A filter is different from searching. It only works on the current directory, it alters the view after it has been generated. You can also use it on a search.
Don't know about others, but I find the functionality useful and use them for different purposes. Searching is when I want to find random messages, where I don't know where or from when there are, the filter is for bulk processing and narrowing the current working set, beside the conversation level.
It is more like the steering wheel and choosing forward/reverse, sure both are for choosing the driving direction, but they operate at different levels and are used in different situations. I mean you could use the steering wheel for forward/backward if you want to. Using the gear to change the direction less than 180° is quite difficult, but not impossible.
Thing is, the 'filter' box can work as a filter and as a search box. It's even a simple heuristic if it should behave as a filter or switch to the search - if there is no result for the text entered in the textbox then switch to the search.
There is zero need to have two search boxes, it's just Mozilla wanted to copy-paste the idiotic solution of MS Office with a top-most search function. That's all.
Do you ever only use one of find and grep? I think they are very similar as the search and the filter bar. I mean you can replace find with tree | grep, not sure about the other way around, but it's probably also possible.
> There is zero need
I do, so it is not exactly zero and I would be annoyed to have them gone, because it is a huge time saver when handling thousands of messages.
> if there is no result for the text entered in the textbox then switch to the search
If the filter starts to draw in messages from other directories, that would be stupid and kind of defeats the point of having a filter in a first place. If you want that why don't you use the search?
> it's just Mozilla wanted to copy-paste the idiotic solution of MS Office with a top-most search function
I don't care where the search bar is placed and I think that functionality did already exist before the current UI, either via ^K or in a menu. I (maybe) do agree with you, in that I don't like putting widgets in window frames (that's for the WM) and prefer classical (CUA-like) menubars.

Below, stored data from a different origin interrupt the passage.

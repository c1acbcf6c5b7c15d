//! Consolidated log codes and classification
//!
//! Single source of truth for every code the crate emits together with its
//! behavioral metadata.

use std::collections::HashMap;
use std::sync::OnceLock;

// ============================================================================
// CODE WRAPPER TYPE
// ============================================================================

/// Universal code wrapper for error, warning and success codes
#[derive(Debug, Clone, Copy, PartialEq, Eq, Hash)]
pub struct Code(&'static str);

impl Code {
    pub const fn new(code: &'static str) -> Self {
        Self(code)
    }

    pub fn as_str(&self) -> &'static str {
        self.0
    }
}

impl std::fmt::Display for Code {
    fn fmt(&self, f: &mut std::fmt::Formatter<'_>) -> std::fmt::Result {
        write!(f, "{}", self.0)
    }
}

// ============================================================================
// CLASSIFICATION TYPES
// ============================================================================

/// Severity levels
#[derive(Debug, Clone, Copy, PartialEq, Eq, PartialOrd, Ord)]
pub enum Severity {
    Critical = 0,
    High = 1,
    Medium = 2,
    Low = 3,
}

impl Severity {
    pub fn as_str(&self) -> &'static str {
        match self {
            Severity::Critical => "Critical",
            Severity::High => "High",
            Severity::Medium => "Medium",
            Severity::Low => "Low",
        }
    }
}

/// Complete metadata for a code
#[derive(Debug, Clone)]
pub struct CodeMetadata {
    pub code: &'static str,
    pub category: &'static str,
    pub severity: Severity,
    pub recoverable: bool,
    pub description: &'static str,
}

impl CodeMetadata {
    const fn new(
        code: &'static str,
        category: &'static str,
        severity: Severity,
        recoverable: bool,
        description: &'static str,
    ) -> Self {
        Self {
            code,
            category,
            severity,
            recoverable,
            description,
        }
    }
}

// ============================================================================
// CODE CONSTANTS
// ============================================================================

/// Token classification codes
pub mod lexical {
    use super::Code;

    pub const MATCHER_BUILD_FAILED: Code = Code::new("E020");
    pub const OVERLAPPING_TOKEN_CLASSES: Code = Code::new("E021");
    pub const LARGE_BUFFER: Code = Code::new("W020");
}

/// Fold-region codes
pub mod folding {
    use super::Code;

    pub const UNBALANCED_CLOSE: Code = Code::new("W030");
    pub const UNTERMINATED_REGION: Code = Code::new("W031");
}

/// Configuration codes
pub mod config {
    use super::Code;

    pub const FILE_READ_FAILED: Code = Code::new("E040");
    pub const INVALID_TOML: Code = Code::new("E041");
    pub const INVALID_VALUE: Code = Code::new("E042");
}

/// Host adapter codes
pub mod host {
    use super::Code;

    pub const SERIALIZATION_FAILED: Code = Code::new("E050");
    pub const REGISTRATION_REJECTED: Code = Code::new("E051");
}

/// Success codes
pub mod success {
    use super::Code;

    pub const SYSTEM_INITIALIZATION_COMPLETED: Code = Code::new("I001");
    pub const CLASSIFIER_READY: Code = Code::new("I020");
    pub const CLASSIFICATION_COMPLETED: Code = Code::new("I021");
    pub const FOLD_SCAN_COMPLETED: Code = Code::new("I030");
    pub const PREFERENCES_LOADED: Code = Code::new("I040");
    pub const MODE_REGISTERED: Code = Code::new("I050");
}

// ============================================================================
// METADATA REGISTRY
// ============================================================================

static CODE_REGISTRY: OnceLock<HashMap<&'static str, CodeMetadata>> = OnceLock::new();

const REGISTERED_CODES: &[CodeMetadata] = &[
    CodeMetadata::new(
        "E020",
        "Lexical",
        Severity::Critical,
        false,
        "Token matcher could not be built from the token tables",
    ),
    CodeMetadata::new(
        "E021",
        "Lexical",
        Severity::High,
        false,
        "A literal appears in more than one token class",
    ),
    CodeMetadata::new(
        "W020",
        "Lexical",
        Severity::Low,
        true,
        "Buffer exceeds the size expected for interactive rescans",
    ),
    CodeMetadata::new(
        "W030",
        "Folding",
        Severity::Low,
        true,
        "Closing brace without a matching open brace",
    ),
    CodeMetadata::new(
        "W031",
        "Folding",
        Severity::Low,
        true,
        "Open brace left unterminated at end of buffer",
    ),
    CodeMetadata::new(
        "E040",
        "Config",
        Severity::Medium,
        true,
        "Preferences file could not be read",
    ),
    CodeMetadata::new(
        "E041",
        "Config",
        Severity::Medium,
        true,
        "Preferences file is not valid TOML",
    ),
    CodeMetadata::new(
        "E042",
        "Config",
        Severity::Medium,
        true,
        "Preference value out of range",
    ),
    CodeMetadata::new(
        "E050",
        "Host",
        Severity::Medium,
        true,
        "Scan output could not be serialized for the host",
    ),
    CodeMetadata::new(
        "E051",
        "Host",
        Severity::High,
        true,
        "Host rejected the mode registration",
    ),
    CodeMetadata::new(
        "I001",
        "System",
        Severity::Low,
        true,
        "Logging system initialized",
    ),
    CodeMetadata::new(
        "I020",
        "Lexical",
        Severity::Low,
        true,
        "Token matcher built",
    ),
    CodeMetadata::new(
        "I021",
        "Lexical",
        Severity::Low,
        true,
        "Buffer classified",
    ),
    CodeMetadata::new(
        "I030",
        "Folding",
        Severity::Low,
        true,
        "Fold regions computed",
    ),
    CodeMetadata::new(
        "I040",
        "Config",
        Severity::Low,
        true,
        "Preferences loaded",
    ),
    CodeMetadata::new(
        "I050",
        "Host",
        Severity::Low,
        true,
        "Mode registered with host",
    ),
];

fn get_code_registry() -> &'static HashMap<&'static str, CodeMetadata> {
    CODE_REGISTRY.get_or_init(|| {
        REGISTERED_CODES
            .iter()
            .map(|metadata| (metadata.code, metadata.clone()))
            .collect()
    })
}

// ============================================================================
// CLASSIFICATION FUNCTIONS
// ============================================================================

/// Get metadata for a specific code
pub fn get_metadata(code: &str) -> Option<&'static CodeMetadata> {
    get_code_registry().get(code)
}

/// Get severity from code
pub fn get_severity(code: &str) -> Severity {
    get_metadata(code)
        .map(|metadata| metadata.severity)
        .unwrap_or(Severity::Medium)
}

/// Check if the condition behind a code is recoverable
pub fn is_recoverable(code: &str) -> bool {
    get_metadata(code)
        .map(|metadata| metadata.recoverable)
        .unwrap_or(true)
}

/// Get human-readable description for code
pub fn get_description(code: &str) -> &'static str {
    get_metadata(code)
        .map(|metadata| metadata.description)
        .unwrap_or("Unknown error")
}

/// Get category from code
pub fn get_category(code: &str) -> &'static str {
    get_metadata(code)
        .map(|metadata| metadata.category)
        .unwrap_or("Unknown")
}
//! Token vocabulary of the h5dump text format

pub mod keywords;

pub use keywords::{classify_word, literal_table, validate_tables, Keyword, LiteralEntry};
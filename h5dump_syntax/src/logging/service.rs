//! Logging service and logger targets

use super::codes::Code;
use super::events::{LogEvent, LogLevel};
use crate::config::constants::compile_time::logging::MAX_MEMORY_LOG_EVENTS;
use crate::config::runtime::LoggingPreferences;
use std::sync::{Arc, Mutex, MutexGuard};

/// Simple logger trait
pub trait Logger: Send + Sync {
    fn log(&self, event: &LogEvent);
}

/// Main logging service with a minimum level filter
pub struct LoggingService {
    logger: Arc<dyn Logger>,
    min_level: LogLevel,
}

impl LoggingService {
    pub fn new(logger: Arc<dyn Logger>, min_level: LogLevel) -> Self {
        Self { logger, min_level }
    }

    /// Create service from logging preferences
    pub fn from_preferences(preferences: &LoggingPreferences) -> Self {
        let min_level = preferences.min_level;
        let logger: Arc<dyn Logger> = if preferences.structured {
            Arc::new(StructuredLogger)
        } else {
            Arc::new(ConsoleLogger)
        };

        Self::new(logger, min_level)
    }

    pub fn min_level(&self) -> LogLevel {
        self.min_level
    }

    /// Check if level should be logged
    pub fn should_log(&self, level: LogLevel) -> bool {
        level <= self.min_level
    }

    pub fn log_event(&self, event: LogEvent) {
        if self.should_log(event.level) {
            self.logger.log(&event);
        }
    }

    pub fn log_error(&self, error_code: Code, message: &str) {
        self.log_event(LogEvent::error(error_code, message));
    }

    pub fn log_success(&self, success_code: Code, message: &str) {
        self.log_event(LogEvent::success(success_code, message));
    }
}

/// Human-readable logger writing to stderr
pub struct ConsoleLogger;

impl Logger for ConsoleLogger {
    fn log(&self, event: &LogEvent) {
        eprintln!(
            "{} {}",
            event.timestamp.format("%Y-%m-%dT%H:%M:%S%.3fZ"),
            event.format()
        );
    }
}

/// JSON-lines logger writing to stderr
pub struct StructuredLogger;

impl Logger for StructuredLogger {
    fn log(&self, event: &LogEvent) {
        match event.format_json() {
            Ok(json) => eprintln!("{}", json),
            Err(_) => eprintln!("{}", event.format()),
        }
    }
}

/// Memory logger for tests and for hosts that surface diagnostics themselves
pub struct MemoryLogger {
    events: Mutex<Vec<LogEvent>>,
}

impl MemoryLogger {
    pub fn new() -> Self {
        Self {
            events: Mutex::new(Vec::new()),
        }
    }

    fn lock(&self) -> MutexGuard<'_, Vec<LogEvent>> {
        // A poisoned buffer still holds valid events
        self.events.lock().unwrap_or_else(|e| e.into_inner())
    }

    pub fn get_events(&self) -> Vec<LogEvent> {
        self.lock().clone()
    }

    pub fn clear(&self) {
        self.lock().clear();
    }

    pub fn event_count(&self) -> usize {
        self.lock().len()
    }

    pub fn get_warnings(&self) -> Vec<LogEvent> {
        self.lock()
            .iter()
            .filter(|e| e.is_warning())
            .cloned()
            .collect()
    }

    pub fn get_events_with_code(&self, code: Code) -> Vec<LogEvent> {
        self.lock()
            .iter()
            .filter(|e| e.code == code)
            .cloned()
            .collect()
    }
}

impl Default for MemoryLogger {
    fn default() -> Self {
        Self::new()
    }
}

impl Logger for MemoryLogger {
    fn log(&self, event: &LogEvent) {
        let mut events = self.lock();

        if events.len() >= MAX_MEMORY_LOG_EVENTS {
            let remove_count = events.len() - MAX_MEMORY_LOG_EVENTS + 1;
            events.drain(0..remove_count);
        }

        events.push(event.clone());
    }
}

Can you please criticize the functionality itself? I can't comprehend why you don't see the point of a separate filter. Do you mostly keep messages in the INBOX?
Maybe my original word choice wasn't optimal, because you can consider filtering a subset of searching, but I do consider them to be different. If you rather you use a different terminology, that's fine, but I don't think it will change my point.
It's not a CLI. More so, redundant functions eats the screen real estate, which isn't getting taller on a non-mobile platforms.
> I do, so it is not exactly zero and I would be annoyed to have them gone, because it is a huge time saver when handling thousands of messages.
You sounds like I'm advocating to removal of both the search and the filter boxes.
> If the filter starts to draw in messages from other directories
sigh
You input something in the combined search|filter box:
If you got the result you need from this folder then you just do your thing.
If you did not got the result you need then press Enter which would start the search in the whole mailbox, just like the search textbox works now.
> I don't care where the search bar is placed
Great for you, but I care. TB interface was already far from understandable by both computer illiterate and computer literate and this is just another illogical placement what doesn't add functionality, yet wastes the space.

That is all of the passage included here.